Hay una escena desgarradora en la “Ilíada” que me estremeció cuando leí a Homero en mis años de Instituto. Jamás la olvidé, pero regresó a mi memoria con insólita nitidez una mañana frente a la Puerta de los Leones de Micenas. Y anoche, volvió.
Príamo, rey de Troya, acude suplicante al campamento aqueo a implorar a Aquiles que le entregue el cuerpo de su hijo Héctor, al que el héroe griego había dado muerte a los pies de las murallas troyanas. Es el llanto del derrotado ante el vencedor. Es la súplica de un padre hundido por el dolor ante el temible guerrero que ha despedazado el cuerpo de su hijo durante un combate que sería recordado durante milenios.

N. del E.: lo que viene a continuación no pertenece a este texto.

//! Media stored as files under a root directory.

use std::io::ErrorKind;
use std::path::PathBuf;
use std::sync::Arc;

use async_trait::async_trait;
use photochanger_core::clock::Clock;
use photochanger_core::types::{JobId, Timestamp};
use photochanger_db::models::media_object::MediaObject;
use photochanger_db::models::status::MediaScope;
use uuid::Uuid;

use super::{new_object, new_template, validate_path, MediaIndex, MediaStore};
use crate::error::MediaError;

pub struct FsMediaStore {
    root: PathBuf,
    index: Arc<dyn MediaIndex>,
    clock: Arc<dyn Clock>,
}

impl FsMediaStore {
    pub fn new(root: impl Into<PathBuf>, index: Arc<dyn MediaIndex>, clock: Arc<dyn Clock>) -> Self {
        Self {
            root: root.into(),
            index,
            clock,
        }
    }

    pub fn root(&self) -> &PathBuf {
        &self.root
    }

    fn resolve(&self, path: &str) -> Result<PathBuf, MediaError> {
        Ok(self.root.join(validate_path(path)?))
    }

    async fn write_job_media(
        &self,
        job_id: JobId,
        scope: MediaScope,
        bytes: &[u8],
        mime: &str,
        expires_at: Timestamp,
    ) -> Result<MediaObject, MediaError> {
        let object = new_object(job_id, scope, mime, bytes.len(), expires_at, self.clock.now());
        self.write(object, bytes).await
    }

    async fn write(&self, object: MediaObject, bytes: &[u8]) -> Result<MediaObject, MediaError> {
        let target = self.resolve(&object.path)?;
        if let Some(parent) = target.parent() {
            tokio::fs::create_dir_all(parent).await?;
        }
        tokio::fs::write(&target, bytes).await?;

        if let Err(e) = self.index.insert(&object).await {
            // Leave no unindexed file behind; nothing would ever expire it.
            let _ = tokio::fs::remove_file(&target).await;
            return Err(e);
        }

        tracing::debug!(
            job_id = ?object.job_id,
            slot_id = ?object.slot_id,
            path = %object.path,
            scope = %object.scope,
            size_bytes = object.size_bytes,
            "Media stored",
        );
        Ok(object)
    }
}

#[async_trait]
impl MediaStore for FsMediaStore {
    async fn store_payload(
        &self,
        job_id: JobId,
        bytes: &[u8],
        mime: &str,
        expires_at: Timestamp,
    ) -> Result<MediaObject, MediaError> {
        self.write_job_media(job_id, MediaScope::TempPayload, bytes, mime, expires_at)
            .await
    }

    async fn store_result(
        &self,
        job_id: JobId,
        bytes: &[u8],
        mime: &str,
        expires_at: Timestamp,
    ) -> Result<MediaObject, MediaError> {
        self.write_job_media(job_id, MediaScope::Result, bytes, mime, expires_at)
            .await
    }

    async fn store_template(
        &self,
        slot_id: &str,
        kind: Option<&str>,
        bytes: &[u8],
        mime: &str,
    ) -> Result<MediaObject, MediaError> {
        let object = new_template(slot_id, kind, mime, bytes.len(), self.clock.now())?;
        self.write(object, bytes).await
    }

    async fn read(&self, path: &str) -> Result<Vec<u8>, MediaError> {
        let target = self.resolve(path)?;
        match tokio::fs::read(&target).await {
            Ok(bytes) => Ok(bytes),
            Err(e) if e.kind() == ErrorKind::NotFound => Err(MediaError::NotFound(path.to_string())),
            Err(e) => Err(e.into()),
        }
    }

    async fn find(&self, id: Uuid) -> Result<Option<MediaObject>, MediaError> {
        self.index.by_id(id).await
    }

    async fn find_template(&self, slot_id: &str, kind: &str) -> Result<Option<MediaObject>, MediaError> {
        self.index.template(slot_id, kind).await
    }

    async fn remove(&self, path: &str) -> Result<(), MediaError> {
        let target = self.resolve(path)?;
        match tokio::fs::remove_file(&target).await {
            Ok(()) => {}
            Err(e) if e.kind() == ErrorKind::NotFound => {}
            Err(e) => return Err(e.into()),
        }
        // Drop the per-job directory once it is empty.
        if let Some(parent) = target.parent() {
            let _ = tokio::fs::remove_dir(parent).await;
        }
        self.index.remove(path).await?;
        tracing::debug!(path = %path, "Media removed");
        Ok(())
    }

    async fn expired(&self, now: Timestamp) -> Result<Vec<MediaObject>, MediaError> {
        self.index.expired(now).await
    }
}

El corazón del rey no va a sanar, pues no hay medicina capaz de lograrlo, pero enterrar a su hijo sería un bálsamo para él y su familia. Todo el mundo debiera tener derecho a enterrar a sus muertos, incluso tras una guerra.

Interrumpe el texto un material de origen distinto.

// ---------------------------------------------------------------------------
// Slot resolution
// ---------------------------------------------------------------------------

#[tokio::test]
async fn missing_slot_is_a_validation_error() {
    let harness = Harness::new(|_| gemini());
    let job = harness.enqueue("slot-404").await;

    let done = finalized(harness.worker().run_once(t0()).await.unwrap());
    assert_eq!(done.failure_reason, Some(FailureReason::ValidationError));
    assert_eq!(terminal_statuses(&harness, &job), vec![ProcessingStatus::Failed]);
}

#[tokio::test]
async fn unknown_or_unregistered_provider_is_a_provider_error() {
    let harness = Harness::new(|_| gemini());
    harness.slots.insert(slot("slot-002", "dall-e"));
    harness.slots.insert(slot("slot-003", "turbotext"));
    harness.enqueue("slot-002").await;
    harness.clock.advance(Duration::milliseconds(1));
    harness.enqueue("slot-003").await;

    let worker = harness.worker();
    for _ in 0..2 {
        let done = finalized(worker.run_once(harness.clock.now()).await.unwrap());
        assert_eq!(done.failure_reason, Some(FailureReason::ProviderError));
    }
    assert_eq!(harness.provider.submit_calls(), 0);
}

// ---------------------------------------------------------------------------
// Result storage
// ---------------------------------------------------------------------------

/// Delegates to a memory store but refuses results.
struct NoResultStorage(Arc<MemoryMediaStore>);

#[async_trait]
impl MediaStore for NoResultStorage {
    async fn store_payload(
        &self,
        job_id: JobId,
        bytes: &[u8],
        mime: &str,
        expires_at: Timestamp,
    ) -> Result<MediaObject, MediaError> {
        self.0.store_payload(job_id, bytes, mime, expires_at).await
    }

    async fn store_result(
        &self,
        _job_id: JobId,
        _bytes: &[u8],
        _mime: &str,
        _expires_at: Timestamp,
    ) -> Result<MediaObject, MediaError> {
        Err(MediaError::Io(std::io::Error::other("disk full")))
    }

    async fn store_template(
        &self,
        slot_id: &str,
        kind: Option<&str>,
        bytes: &[u8],
        mime: &str,
    ) -> Result<MediaObject, MediaError> {
        self.0.store_template(slot_id, kind, bytes, mime).await
    }

    async fn read(&self, path: &str) -> Result<Vec<u8>, MediaError> {
        self.0.read(path).await
    }

    async fn find(&self, id: Uuid) -> Result<Option<MediaObject>, MediaError> {
        self.0.find(id).await
    }

    async fn find_template(&self, slot_id: &str, kind: &str) -> Result<Option<MediaObject>, MediaError> {
        self.0.find_template(slot_id, kind).await
    }

    async fn remove(&self, path: &str) -> Result<(), MediaError> {
        self.0.remove(path).await
    }

    async fn expired(&self, now: Timestamp) -> Result<Vec<MediaObject>, MediaError> {
        self.0.expired(now).await
    }
}

#[tokio::test]
async fn result_is_kept_inline_when_media_storage_fails() {
    let harness = Harness::new(|clock| {
        gemini()
            .advancing(clock, Duration::seconds(2))
            .with_polls(vec![Step::succeed(RESULT_BYTES, "image/webp")])
    });
    let media = Arc::new(NoResultStorage(harness.media.clone()));
    let harness = harness.with_media(media);
    harness.enqueue(SLOT).await;

    let done = finalized(harness.worker().run_once(t0()).await.unwrap());
    assert!(done.is_succeeded());
    assert!(done.result_file_path.is_none());
    assert_eq!(
        done.result_inline_payload.as_deref(),
        Some(BASE64.encode(RESULT_BYTES).as_str())
    );
    assert_eq!(done.result_mime_type.as_deref(), Some("image/webp"));
    assert_eq!(done.result_checksum.as_deref(), Some(result_checksum(RESULT_BYTES).as_str()));
}

/// Finalizes the job as cancelled while its result is being stored,
/// standing in for an administrator who wins the race.
struct CancelOnStore {
    inner: Arc<MemoryMediaStore>,
    queue: Arc<MemoryJobQueue>,
}

#[async_trait]
impl MediaStore for CancelOnStore {
    async fn store_payload(
        &self,
        job_id: JobId,
        bytes: &[u8],
        mime: &str,
        expires_at: Timestamp,
    ) -> Result<MediaObject, MediaError> {
        self.inner.store_payload(job_id, bytes, mime, expires_at).await
    }

    async fn store_result(
        &self,
        job_id: JobId,
        bytes: &[u8],
        mime: &str,
        expires_at: Timestamp,
    ) -> Result<MediaObject, MediaError> {
        let mut job = self.queue.get_job(job_id).await.unwrap().unwrap();
        job.finalize_failure(FailureReason::Cancelled, t0());
        let log = ProcessingLog::new(job.id, &job.slot_id, ProcessingStatus::Cancelled, t0());
        self.queue.mark_finalized(&job, &log).await.unwrap();
        self.inner.store_result(job_id, bytes, mime, expires_at).await
    }

    async fn store_template(
        &self,
        slot_id: &str,
        kind: Option<&str>,
        bytes: &[u8],
        mime: &str,
    ) -> Result<MediaObject, MediaError> {
        self.inner.store_template(slot_id, kind, bytes, mime).await
    }

    async fn read(&self, path: &str) -> Result<Vec<u8>, MediaError> {
        self.inner.read(path).await
    }

    async fn find(&self, id: Uuid) -> Result<Option<MediaObject>, MediaError> {
        self.inner.find(id).await
    }

    async fn find_template(&self, slot_id: &str, kind: &str) -> Result<Option<MediaObject>, MediaError> {
        self.inner.find_template(slot_id, kind).await
    }

    async fn remove(&self, path: &str) -> Result<(), MediaError> {
        self.inner.remove(path).await
    }

    async fn expired(&self, now: Timestamp) -> Result<Vec<MediaObject>, MediaError> {
        self.inner.expired(now).await
    }
}

#[tokio::test]
async fn superseded_success_removes_its_result_and_logs_no_terminal_entry() {
    let harness = Harness::new(|clock| {
        gemini()
            .advancing(clock, Duration::seconds(2))
            .with_polls(vec![Step::succeed(RESULT_BYTES, "image/png")])
    });
    let media = Arc::new(CancelOnStore {
        inner: harness.media.clone(),
        queue: harness.queue.clone(),
    });
    let harness = harness.with_media(media);
    let job = harness.enqueue(SLOT).await;

    let outcome = harness.worker().run_once(t0()).await.unwrap();
    assert_matches!(outcome, RunOutcome::Superseded(id) if id == job.id);

    // Only the ingest payload is left in storage.
    assert_eq!(harness.media.len(), 1);
    let stored = harness.queue.get_job(job.id).await.unwrap().unwrap();
    assert_eq!(stored.failure_reason, Some(FailureReason::Cancelled));
    assert!(terminal_statuses(&harness, &job).is_empty());
}

// ---------------------------------------------------------------------------
// Audit persistence
// ---------------------------------------------------------------------------

/// Stats store whose writes always fail.
struct UnavailableStats;

#[async_trait]
impl StatsStore for UnavailableStats {
    async fn record(&self, _log: &ProcessingLog) -> Result<(), StatsError> {
        Err(StatsError::Store("connection refused".into()))
    }

    async fn load_metrics(
        &self,
        _scope: &StatsScope,
        _window: StatsWindow,
        _since: Timestamp,
    ) -> Result<Vec<StatsMetric>, StatsError> {
        Ok(Vec::new())
    }

    async fn recent_results(
        &self,
        _slot_id: &str,
        _since: Timestamp,
        _limit: usize,
    ) -> Result<Vec<RecentResult>, StatsError> {
        Ok(Vec::new())
    }
}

El diálogo entre Príamo y Aquiles es tan bello como estremecedor. Pero lo que siempre recordé, lo que nunca olvidé, es que el aqueo vencedor honró la memoria del campeón troyano entregando el cuerpo de Héctor a su padre. Y decretó una tregua durante varios días para que se celebrasen los rituales que un hombre de la talla de Héctor merecía.
Sí, todo el mundo debiera tener derecho a enterrar a sus muertos, incluso tras una guerra. Aunque no te llames Héctor y no hayas sido derrotado por un campeón casi invencible. Casi. Sí, casi, porque la segunda lección que aprendí mientras leía a Homero es que la victoria nunca es eterna, que todos tenemos un frágil talón de Aquiles.